Thank you Devron for this clarification.
I have solved it this way too and I got answer A: -7740 J, but the correct answer is actually C :(
...not sure how to derive it
The problem here is in your assumptions. You KNOW the volume will change if the pressure is constant AND the temperature decreases from 165 to 65. Volume is proportional to T; therefore, volume decreases with decreasing T.
dE = q + w
You've made the assumption that w is zero and you've calculated q which is -7740 J (and I obtained -7740 and not -7736 but I used n = 2 also). Then use PV = nRT to calculate V at 165 and V at 65. I obtained dV = 3.28L and that x 5.00 atm gives about 1640 L*atm and that converted to J (x 101.325) = about 1662 J. Then dE = q + w
dE = -7740J + 1662J = -6078 J
Note a shortcut here. Calculate pdV directly as follows:
pdV = nRdT
pdV = 2*0.08205*100*101.325 = 1663 J, then dE = -7740J + 1663 J = -6077 J and that is much neater. You don't make those rounding errors in reading V1 and V2 and subtracting.

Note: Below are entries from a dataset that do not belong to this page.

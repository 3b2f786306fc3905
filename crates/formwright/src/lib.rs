#![forbid(unsafe_code)]
// Allow pedantic lints for early-stage API ergonomics.
#![allow(clippy::nursery)]
#![allow(clippy::pedantic)]

//! # Formwright
//!
//! The core of a dynamic form builder.
//!
//! Formwright provides:
//! - A typed field model where each field type carries its own payload shape
//! - A static catalog of field types and the options they are seeded with
//! - Editing operations for values, labels and option lists
//! - A validator producing a per-field error map
//! - Save/load of the whole field list through an injected key-value store
//! - A session that ties it together and emits render descriptors
//!
//! ## Example
//!
//! ```rust
//! use formwright::{FieldInput, FieldType, FormBuilder, MemoryStore, Notice};
//!
//! let mut builder = FormBuilder::new(MemoryStore::new());
//!
//! let name = builder.add_field(FieldType::Text).unwrap();
//! let terms = builder.add_field(FieldType::Checkbox).unwrap();
//!
//! // Nothing filled in yet.
//! let notice = builder.submit();
//! assert!(matches!(notice, Notice::Invalid { errors: 2 }));
//!
//! builder.update_value(name, FieldInput::Value("Ada".into())).unwrap();
//! builder.toggle_option(terms, 0).unwrap();
//! assert_eq!(builder.submit(), Notice::Submitted);
//!
//! builder.save_config().unwrap();
//! ```

pub mod catalog;
pub mod editor;
pub mod error;
pub mod field;
pub mod persist;
pub mod render;
pub mod session;
pub mod settings;
pub mod validate;

pub use catalog::{FieldTypeEntry, default_kind, field_types};
pub use editor::IdGenerator;
pub use error::{FormError, Result};
pub use field::{CheckboxOption, Field, FieldId, FieldInput, FieldKind, FieldType};
pub use persist::{ConfigStore, DEFAULT_STORAGE_KEY, MemoryStore, load, save, save_pretty};
pub use render::{FieldDescriptor, FormView, OptionDescriptor};
pub use session::{FormBuilder, Intent, Notice};
pub use settings::Settings;
pub use validate::{ValidationError, ValidationErrors, validate};

/// Prelude module for convenient imports.
pub mod prelude {
    pub use crate::editor::IdGenerator;
    pub use crate::error::{FormError, Result};
    pub use crate::field::{CheckboxOption, Field, FieldId, FieldInput, FieldKind, FieldType};
    pub use crate::persist::{ConfigStore, MemoryStore};
    pub use crate::session::{FormBuilder, Intent, Notice};
    pub use crate::settings::Settings;
    pub use crate::validate::{ValidationError, ValidationErrors};
}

I initially did it without assuming that volume wasn't constant and I calculated what Dr. Bob222 calculated, but I assumed that it was about 15J, so I just assumed that it was incorrect without checking a source to see if I needed to use a conversion. That is why I said I believe!!!!. Luckily that Dr. Bob222 always comes along and double checks answers given by others.
This problem is quite confusing. Thank you for your contribution and elucidation!